Society’s villains make their case plainly and vulgarly, but their argument is the same as the one championed by our real-world upper classes under the catchy, pseudo-intellectual term “Reaganomics”: by rewarding the rich, they claim, those who knew how to spend would spend wisely, letting benefits and money sprinkle down on the middle-class and even the poor. All they needed was the physical and emotional labor of the lower classes to keep things running. 

The shunting scene powerfully combines visual metaphor with social critique, evocative enough to rival agitprop classics like Louis Buñel’s The Exterminating Angel or Marco Ferreri’s La Grande Bouffe. It shows in vivid, viscous detail the rich gleefully sucking away the life and flesh of the poor. 

Well, sort of. 

As the shunting begins, Dr. Cleveland tells Bill, “You’re a different race than us, a different species, a different class.” While Yuzna’s shot-reverse shot of the doctor staring down at Bill supports Cleaveland’s claim, it cannot erase what viewers can see with their own eyes: metaphor aside, Warlock—a handsome white Baywatch star—is certainly not a different race than Cleveland or the other privileged people in society. (A few non-white people are visible in the non-shunting seen, but only white people get speaking lines or clear close-up shots).

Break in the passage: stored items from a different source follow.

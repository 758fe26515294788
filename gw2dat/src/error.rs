//! Error types for `gw2dat`

use thiserror::Error;

/// The error type for `gw2dat` operations.
#[non_exhaustive]
#[derive(Error, Debug)]
pub enum Error {
    // ==================== IO Errors ====================
    /// IO error from the underlying byte source.
    #[error("IO error: {0}")]
    Io(#[from] std::io::Error),

    // ==================== Archive Errors ====================
    /// The MFT identifier did not match the expected magic bytes.
    #[error("invalid MFT magic: expected 4d 66 74 1a, found {found:02x?}")]
    InvalidFormat {
        /// The bytes found where the MFT identifier should be.
        found: [u8; 4],
    },

    /// A read reached past the end of the archive.
    #[error("archive truncated at offset {offset}")]
    Truncated {
        /// Absolute offset of the region that could not be read in full.
        offset: u64,
    },

    /// The index table or one of its records is inconsistent with the MFT.
    #[error("corrupt index: {message}")]
    CorruptIndex {
        /// Description of the inconsistency.
        message: String,
    },

    /// No index record matches the requested identifier.
    #[error("no index record matches {kind} {key}")]
    NotFound {
        /// The identifier kind that was searched ("file ID" or "base ID").
        kind: &'static str,
        /// The identifier value.
        key: u32,
    },

    // ==================== Decompression Errors ====================
    /// A compressed payload violated the codec's framing or coding rules.
    #[error("malformed compressed stream: {message}")]
    Malformed {
        /// Description of the violation.
        message: String,
    },
}

/// A specialized Result type for `gw2dat` operations.
pub type Result<T> = std::result::Result<T, Error>;
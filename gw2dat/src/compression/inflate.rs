//! LZ77+Huffman inflate engine
//!
//! Compressed payloads open with a 64-bit prefix (a version word the decoder
//! ignores, then the uncompressed length), followed by blocks that each ship
//! their own symbol and copy trees. Symbols below 0x100 are literal bytes;
//! larger symbols encode back-reference lengths through an exponent/mantissa
//! split, with the distance coming from the copy tree.

use super::bitstream::BitReader;
use super::huffman::{parse_tree, HuffmanTable, TreeBuilder};
use crate::error::{Error, Result};

/// Inflate a compressed payload.
///
/// A non-zero `cap` clamps the decoded length below the stream's declared
/// uncompressed size; a non-zero `custom_size` overrides the allocation size
/// only. Returns the output buffer together with the decoded length.
///
/// # Errors
/// Returns [`Error::Malformed`] if the payload is not a whole number of
/// 32-bit words or violates the codec's coding rules.
pub fn inflate_buffer(input: &[u8], cap: u32, custom_size: u32) -> Result<(Vec<u8>, u32)> {
    if input.len() % 4 != 0 {
        return Err(Error::Malformed {
            message: format!("payload length {} is not a multiple of 4", input.len()),
        });
    }
    let words: Vec<u32> = input
        .chunks_exact(4)
        .map(|chunk| u32::from_le_bytes(chunk.try_into().unwrap()))
        .collect();
    let mut bits = BitReader::new(&words);

    // Skip the version word.
    bits.ensure(32)?;
    bits.consume(32)?;

    bits.ensure(32)?;
    let declared = bits.peek(32);
    bits.consume(32)?;

    let mut target = declared;
    if cap != 0 && target > cap {
        target = cap;
    }
    let alloc = if custom_size > 0 { custom_size } else { target };

    let mut output = vec![0u8; alloc as usize];
    inflate_data(&mut bits, &mut output, target.min(alloc))?;
    tracing::debug!(
        compressed = input.len(),
        inflated = target,
        "inflated payload"
    );
    Ok((output, target))
}

fn inflate_data(bits: &mut BitReader<'_>, output: &mut [u8], size: u32) -> Result<()> {
    let size = size as usize;
    let mut pos = 0usize;

    // Constant added to every copy length, fixed for the whole stream.
    bits.ensure(8)?;
    bits.consume(4)?;
    let length_bias = bits.peek(4) + 1;
    bits.consume(4)?;

    let mut builder = TreeBuilder::new();

    while pos < size {
        let symbol_tree = parse_tree(bits, &mut builder)?;
        let copy_tree = parse_tree(bits, &mut builder)?;

        bits.ensure(4)?;
        let max_count = (bits.peek(4) + 1) << 12;
        bits.consume(4)?;

        let mut decoded = 0u32;
        while decoded < max_count && pos < size {
            decoded += 1;

            let symbol = symbol_tree.decode(bits)?;
            if symbol < 0x100 {
                output[pos] = symbol as u8;
                pos += 1;
                continue;
            }

            let length = read_copy_length(bits, symbol)? + length_bias;
            let distance = read_copy_distance(bits, &copy_tree)?;

            if distance as usize > pos {
                return Err(Error::Malformed {
                    message: format!("copy distance {distance} reaches before output start"),
                });
            }

            // Byte-by-byte so a distance shorter than the length repeats the
            // run just written.
            let mut written = 0u32;
            while written < length && pos < size {
                output[pos] = output[pos - distance as usize];
                pos += 1;
                written += 1;
            }
        }
    }

    Ok(())
}

/// Decode the base copy length for `symbol` (already known to be >= 0x100).
fn read_copy_length(bits: &mut BitReader<'_>, symbol: u16) -> Result<u32> {
    let code = symbol - 0x100;
    let exponent = code / 4;
    let mantissa = code % 4;

    let mut length = if exponent == 0 {
        u32::from(code)
    } else if exponent < 7 {
        (1u32 << (exponent - 1)) * (4 + u32::from(mantissa))
    } else if code == 28 {
        0xFF
    } else {
        return Err(Error::Malformed {
            message: format!("invalid copy length code {code}"),
        });
    };

    if exponent > 1 && code != 28 {
        let extra = (exponent - 1) as u8;
        bits.ensure(extra)?;
        length |= bits.peek(extra);
        bits.consume(extra)?;
    }

    Ok(length)
}

/// Decode one copy distance from the copy tree.
fn read_copy_distance(bits: &mut BitReader<'_>, tree: &HuffmanTable) -> Result<u32> {
    let code = tree.decode(bits)?;
    let exponent = code / 2;

    let mut distance = if exponent == 0 {
        u32::from(code)
    } else if exponent < 17 {
        (1u32 << (exponent - 1)) * (2 + u32::from(code % 2))
    } else {
        return Err(Error::Malformed {
            message: format!("invalid copy distance code {code}"),
        });
    };

    if exponent > 1 {
        let extra = (exponent - 1) as u8;
        bits.ensure(extra)?;
        distance |= bits.peek(extra);
        bits.consume(extra)?;
    }

    Ok(distance + 1)
}
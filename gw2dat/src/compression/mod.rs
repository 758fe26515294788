//! The archive's bespoke LZ77+Huffman codec

mod bitstream;
mod huffman;
mod inflate;

#[cfg(test)]
pub(crate) mod testutil;

pub use inflate::inflate_buffer;
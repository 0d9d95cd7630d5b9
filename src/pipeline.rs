use std::sync::Arc;

use image::DynamicImage;
use log::{debug, warn};
use serde::Serialize;

use crate::config::{Config, MatchPolicy};
use crate::detection::Segmenter;
use crate::error::TemplateError;
use crate::matching::phash::Fingerprint;
use crate::matching::templates::TemplateLibrary;
use crate::matching::{OrientationDistances, PerceptualMatcher, MATCH_THRESHOLD};
use crate::models::{BoundingBox, Contour, MatchResult, PatchKind};

/// Template distances measured for one contour
#[derive(Debug, Clone, Serialize)]
pub struct ContourDistances {
    pub index: usize,
    pub bbox: BoundingBox,
    pub fingerprint: Fingerprint,
    pub color: OrientationDistances,
    pub gray: OrientationDistances,
}

impl ContourDistances {
    pub fn for_kind(&self, kind: PatchKind) -> &OrientationDistances {
        match kind {
            PatchKind::Color => &self.color,
            PatchKind::Gray => &self.gray,
        }
    }
}

/// Outcome of one classification run
#[derive(Debug, Clone, Serialize)]
pub struct Classification {
    pub contours: Vec<Contour>,
    pub distances: Vec<ContourDistances>,
    pub color_match: Option<MatchResult>,
    pub gray_match: Option<MatchResult>,
}

impl Classification {
    pub fn color_match_index(&self) -> Option<usize> {
        self.color_match.map(|m| m.contour_index)
    }

    pub fn gray_match_index(&self) -> Option<usize> {
        self.gray_match.map(|m| m.contour_index)
    }

    /// Every contour/orientation pair within the threshold, in iteration order
    pub fn candidates(&self) -> Vec<MatchResult> {
        let mut out = Vec::new();
        for d in &self.distances {
            for kind in [PatchKind::Color, PatchKind::Gray] {
                for (&orientation, &distance) in d.for_kind(kind) {
                    if distance <= MATCH_THRESHOLD {
                        out.push(MatchResult { contour_index: d.index, kind, orientation, distance });
                    }
                }
            }
        }
        out
    }
}

/// Segments a scan and tags the contours matching the color and gray patches
pub struct ClassificationPipeline {
    segmenter: Segmenter,
    matcher: PerceptualMatcher,
    policy: MatchPolicy,
}

impl ClassificationPipeline {
    pub fn new(segmenter: Segmenter, matcher: PerceptualMatcher) -> Self {
        Self {
            segmenter,
            matcher,
            policy: MatchPolicy::default(),
        }
    }

    pub fn from_config(config: &Config) -> Self {
        let library = Arc::new(TemplateLibrary::new(config.template_dir.clone()));
        Self::new(
            Segmenter::new(&config.segmentation),
            PerceptualMatcher::new(library),
        )
        .with_policy(config.policy)
    }

    pub fn with_policy(mut self, policy: MatchPolicy) -> Self {
        self.policy = policy;
        self
    }

    /// Run segmentation and template matching on one image
    ///
    /// `Ok(None)` means segmentation produced no result. A missing or
    /// unreadable template aborts the run with an error.
    pub fn classify(
        &self,
        image: Option<&DynamicImage>,
    ) -> Result<Option<Classification>, TemplateError> {
        let Some(contours) = self.segmenter.segment(image) else {
            return Ok(None);
        };
        // segment() only succeeds on a real image
        let Some(image) = image else {
            return Ok(None);
        };

        let mut distances = Vec::with_capacity(contours.len());
        let mut color_match = None;
        let mut gray_match = None;

        for (idx, contour) in contours.iter().enumerate() {
            let bbox = contour.bounding_box();
            let Some(roi) = contour.extract_roi(image) else {
                warn!("Contour {} has an empty bounding box, skipping", idx);
                continue;
            };

            let fingerprint = Fingerprint::of(&roi);
            let color = self.matcher.compare_fingerprint(&fingerprint, PatchKind::Color)?;
            let gray = self.matcher.compare_fingerprint(&fingerprint, PatchKind::Gray)?;
            debug!(
                "Contour {} at ({}, {}) {}x{}: color {:?}, gray {:?}",
                idx, bbox.x, bbox.y, bbox.width, bbox.height, color, gray
            );

            self.record(&mut color_match, idx, PatchKind::Color, &color);
            self.record(&mut gray_match, idx, PatchKind::Gray, &gray);

            distances.push(ContourDistances { index: idx, bbox, fingerprint, color, gray });
        }

        Ok(Some(Classification { contours, distances, color_match, gray_match }))
    }

    fn record(
        &self,
        current: &mut Option<MatchResult>,
        contour_index: usize,
        kind: PatchKind,
        distances: &OrientationDistances,
    ) {
        for (&orientation, &distance) in distances {
            if distance > MATCH_THRESHOLD {
                continue;
            }
            debug!(
                "{} match for contour {} at {} orientation, distance {}",
                kind, contour_index, orientation, distance
            );

            let candidate = MatchResult { contour_index, kind, orientation, distance };
            let replace = match self.policy {
                MatchPolicy::LastWins => true,
                MatchPolicy::Closest => current.is_none_or(|c| distance < c.distance),
            };
            if replace {
                *current = Some(candidate);
            }
        }
    }
}
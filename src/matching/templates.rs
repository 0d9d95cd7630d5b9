use std::collections::HashMap;
use std::path::{Path, PathBuf};
use std::sync::RwLock;

use image::ImageReader;
use log::debug;

use crate::error::TemplateError;
use crate::matching::phash::Fingerprint;
use crate::models::{Orientation, PatchKind};

const COLOR_CATALOG: [(Orientation, &str); 4] = [
    (Orientation::Upright, "kodak_color.tif"),
    (Orientation::Neg90, "kodak_color_neg_90.tif"),
    (Orientation::Neg180, "kodak_color_neg_180.tif"),
    (Orientation::Pos90, "kodak_color_pos_90.tif"),
];

const GRAY_CATALOG: [(Orientation, &str); 4] = [
    (Orientation::Upright, "kodak_gray.tif"),
    (Orientation::Neg90, "kodak_gray_neg_90.tif"),
    (Orientation::Neg180, "kodak_gray_neg_180.tif"),
    (Orientation::Pos90, "kodak_gray_pos_90.tif"),
];

/// One entry of the fixed template catalog
#[derive(Debug, Clone, Copy, PartialEq, Eq)]
pub struct Template {
    pub kind: PatchKind,
    pub orientation: Orientation,
    pub file_name: &'static str,
}

impl Template {
    /// The four templates of a patch kind, in catalog order
    pub fn catalog(kind: PatchKind) -> [Template; 4] {
        let entries = match kind {
            PatchKind::Color => &COLOR_CATALOG,
            PatchKind::Gray => &GRAY_CATALOG,
        };
        (*entries).map(|(orientation, file_name)| Template { kind, orientation, file_name })
    }

    /// All eight templates, color first
    pub fn all() -> impl Iterator<Item = Template> {
        Template::catalog(PatchKind::Color)
            .into_iter()
            .chain(Template::catalog(PatchKind::Gray))
    }
}

/// Template directory plus a fingerprint cache keyed by template path
pub struct TemplateLibrary {
    dir: PathBuf,
    cache: Option<RwLock<HashMap<PathBuf, Fingerprint>>>,
}

impl TemplateLibrary {
    pub fn new(dir: impl Into<PathBuf>) -> Self {
        Self {
            dir: dir.into(),
            cache: Some(RwLock::new(HashMap::new())),
        }
    }

    /// Load every template from disk on each request
    pub fn without_cache(mut self) -> Self {
        self.cache = None;
        self
    }

    pub fn path_of(&self, template: &Template) -> PathBuf {
        self.dir.join(template.file_name)
    }

    /// Fingerprint of a template, computed on first use when caching is on
    pub fn fingerprint(&self, template: &Template) -> Result<Fingerprint, TemplateError> {
        let path = self.path_of(template);

        let Some(cache) = &self.cache else {
            return load_fingerprint(&path);
        };

        if let Some(fp) = cache.read().ok().and_then(|c| c.get(&path).copied()) {
            return Ok(fp);
        }

        let fp = load_fingerprint(&path)?;
        if let Ok(mut c) = cache.write() {
            c.insert(path, fp);
        }
        Ok(fp)
    }

    /// Load all eight fingerprints, stopping at the first failure
    pub fn warm(&self) -> Result<(), TemplateError> {
        for template in Template::all() {
            self.fingerprint(&template)?;
        }
        Ok(())
    }

    /// Catalog entries whose file does not exist
    pub fn verify(&self) -> Vec<Template> {
        Template::all()
            .filter(|t| !self.path_of(t).is_file())
            .collect()
    }

    /// Number of fingerprints currently cached
    pub fn cached(&self) -> usize {
        self.cache
            .as_ref()
            .and_then(|c| c.read().ok().map(|c| c.len()))
            .unwrap_or(0)
    }
}

fn load_fingerprint(path: &Path) -> Result<Fingerprint, TemplateError> {
    if !path.is_file() {
        return Err(TemplateError::Missing { path: path.to_path_buf() });
    }

    let unreadable = |source| TemplateError::Unreadable { path: path.to_path_buf(), source };
    let img = ImageReader::open(path)
        .map_err(|e| unreadable(image::ImageError::IoError(e)))?
        .with_guessed_format()
        .map_err(|e| unreadable(image::ImageError::IoError(e)))?
        .decode()
        .map_err(unreadable)?;

    let fp = Fingerprint::of(&img);
    debug!("Template {} fingerprint {}", path.display(), fp);
    Ok(fp)
}
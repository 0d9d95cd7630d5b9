mod fixtures;
pub use fixtures::*;

// Re-export commonly used types from patchscan for tests
pub use patchscan::{
    Classification, ClassificationPipeline, Config, Contour, Fingerprint, MatchPolicy,
    Orientation, PatchKind, PerceptualMatcher, Segmenter, Template, TemplateLibrary,
    MATCH_THRESHOLD,
};
mod common;

use common::*;
use image::{imageops, DynamicImage, Rgb};
use patchscan::TemplateError;
use std::sync::Arc;

#[test]
fn test_fingerprint_distance_is_reflexive() {
    let img = DynamicImage::ImageRgb8(gray_patch());
    let fp = Fingerprint::of(&img);
    assert_eq!(fp.distance(&fp), 0);
    assert_eq!(Fingerprint::of(&img), fp);
}

#[test]
fn test_fingerprint_is_orientation_sensitive() {
    for patch in [gray_patch(), color_patch()] {
        let upright = Fingerprint::of(&DynamicImage::ImageRgb8(patch.clone()));
        let rotated = Fingerprint::of(&DynamicImage::ImageRgb8(imageops::rotate90(&patch)));
        assert!(upright.distance(&rotated) > MATCH_THRESHOLD);
    }
}

#[test]
fn test_fingerprint_tolerates_photometric_noise() {
    let patch = gray_patch();
    let mut noisy = patch.clone();
    for (x, y, px) in noisy.enumerate_pixels_mut() {
        let delta = ((x * 7 + y * 13) % 5) as u8;
        *px = Rgb([px[0] + delta, px[1] + delta, px[2] + delta]);
    }

    let a = Fingerprint::of(&DynamicImage::ImageRgb8(patch));
    let b = Fingerprint::of(&DynamicImage::ImageRgb8(noisy));
    assert!(a.distance(&b) <= MATCH_THRESHOLD);
}

#[test]
fn test_catalog_order_and_names() {
    let gray = Template::catalog(PatchKind::Gray);
    let orientations: Vec<_> = gray.iter().map(|t| t.orientation).collect();
    assert_eq!(
        orientations,
        [Orientation::Upright, Orientation::Neg90, Orientation::Neg180, Orientation::Pos90]
    );
    assert_eq!(gray[0].file_name, "kodak_gray.tif");
    assert_eq!(Template::catalog(PatchKind::Color)[3].file_name, "kodak_color_pos_90.tif");
    assert_eq!(Template::all().count(), 8);
}

#[test]
fn test_compare_against_own_template() -> anyhow::Result<()> {
    let dir = template_dir();
    let matcher = PerceptualMatcher::new(Arc::new(TemplateLibrary::new(dir.path())));

    let candidate = DynamicImage::ImageRgb8(gray_patch());
    let gray = matcher.compare(&candidate, PatchKind::Gray)?;
    assert_eq!(gray.len(), 4);
    assert_eq!(gray[&Orientation::Upright], 0);
    assert!(gray[&Orientation::Neg90] > MATCH_THRESHOLD);
    assert!(gray[&Orientation::Pos90] > MATCH_THRESHOLD);

    let color = matcher.compare(&candidate, PatchKind::Color)?;
    assert!(color.values().all(|&d| d > MATCH_THRESHOLD));
    Ok(())
}

#[test]
fn test_rotated_candidate_matches_rotated_template() -> anyhow::Result<()> {
    let dir = template_dir();
    let matcher = PerceptualMatcher::new(Arc::new(TemplateLibrary::new(dir.path())));

    let rotated = DynamicImage::ImageRgb8(oriented(&color_patch(), Orientation::Neg90));
    let color = matcher.compare(&rotated, PatchKind::Color)?;
    assert_eq!(color[&Orientation::Neg90], 0);
    assert!(color[&Orientation::Upright] > MATCH_THRESHOLD);
    Ok(())
}

#[test]
fn test_cache_does_not_change_distances() -> anyhow::Result<()> {
    let dir = template_dir();
    let cached = Arc::new(TemplateLibrary::new(dir.path()));
    let uncached = Arc::new(TemplateLibrary::new(dir.path()).without_cache());

    let candidate = DynamicImage::ImageRgb8(oriented(&gray_patch(), Orientation::Neg180));
    for kind in [PatchKind::Color, PatchKind::Gray] {
        let first = PerceptualMatcher::new(cached.clone()).compare(&candidate, kind)?;
        let second = PerceptualMatcher::new(cached.clone()).compare(&candidate, kind)?;
        let fresh = PerceptualMatcher::new(uncached.clone()).compare(&candidate, kind)?;
        assert_eq!(first, second);
        assert_eq!(first, fresh);
    }
    assert_eq!(cached.cached(), 8);
    assert_eq!(uncached.cached(), 0);
    Ok(())
}

#[test]
fn test_warm_loads_all_templates() -> anyhow::Result<()> {
    let dir = template_dir();
    let library = TemplateLibrary::new(dir.path());
    assert!(library.verify().is_empty());
    library.warm()?;
    assert_eq!(library.cached(), 8);
    Ok(())
}

#[test]
fn test_missing_template_is_reported() -> anyhow::Result<()> {
    let dir = template_dir();
    let removed = Template::catalog(PatchKind::Gray)[2];
    std::fs::remove_file(dir.path().join(removed.file_name))?;

    let library = Arc::new(TemplateLibrary::new(dir.path()));
    assert_eq!(library.verify(), vec![removed]);
    assert!(matches!(library.warm(), Err(TemplateError::Missing { .. })));

    let matcher = PerceptualMatcher::new(library);
    let candidate = DynamicImage::ImageRgb8(gray_patch());
    assert!(matcher.compare(&candidate, PatchKind::Color).is_ok());

    let err = matcher.compare(&candidate, PatchKind::Gray).unwrap_err();
    assert_eq!(err.path(), dir.path().join(removed.file_name));
    Ok(())
}

#[test]
fn test_corrupt_template_is_unreadable() -> anyhow::Result<()> {
    let dir = template_dir();
    let broken = Template::catalog(PatchKind::Color)[0];
    std::fs::write(dir.path().join(broken.file_name), b"not a tiff")?;

    let library = TemplateLibrary::new(dir.path());
    assert!(matches!(
        library.fingerprint(&broken),
        Err(TemplateError::Unreadable { .. })
    ));
    Ok(())
}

Metaphor aside, Warlock—a handsome white Baywatch star—is certainly not a different race than Cleveland or the other privileged people in society.

Nor is he separate from his adopted family in any material sense. Throughout the movie, we see Bill drive around in his new Jeep (complete with the vanity plate “HOOPS”), run for student body president at the private and upscale Beverly Hills Academy, and romance other rich, attractive people. Sure, he complains about feeling disconnected from his family and mocks his girlfriend’s social climbing, but he never gives up his material possessions, or even talks to anyone from an actual different class. 

Some of this may be a byproduct of Society’s focused narrative, which devotes nearly 1/3 of its runtime to the shunting scene. The movie is all about getting to that moment, which makes sense—Yuzna prefers to take a surrealist approach, building the movie’s plot out of the effects sequences. 

But by subordinating its point to a narrative designed to prop up special effects, Society dampens its otherwise powerful critique. Rich villains have filled cinema screens for decades, from Joh Fredersen (Alfred Abel) of Fritz Lang’s Metropolis to the various depictions of Superman’s nemesis Lex Luthor. But none have diminished America’s devotion to capitalism. Society melts away any pretensions of charisma or beauty to reveal the upper classes as those who devour the powerless. Nothing about Yuzna’s portrayal of wealth is even perversely aspirational. The shunting scene churns all stomachs equally. 

Equally among humans, anyway. Although they explicitly state that they aren’t aliens, the high society members aren’t human either. The humans are Bill and his friends, other rich white people who don’t consume Blanchard during the shunting. Bill even gets the girl, somehow convincing beautiful society member Clarissa (Devin DeVasquez) to aid his escape. For all its shocking gore, Society ultimately tells the story of a privileged white guy who joins rich people to fight slime creatures.

In the real world, the rich and privileged aren’t mysterious monsters; they aren’t “other,” and they aren’t unreachable. They are human beings, who openly manipulate social and political forces to maintain power and who need to be stripped from the ability to exploit other people. 

By making the rich inhuman and making the hero a privileged white guy, the film gives the rich an out, offering up the possibility that they can watch the movie and say, “That’s not me. I’m one of the good ones, just like Bill.” Society ultimately lets the rich leave the theater unthreatened, thinking more about the effects in the movie than their effect on the world.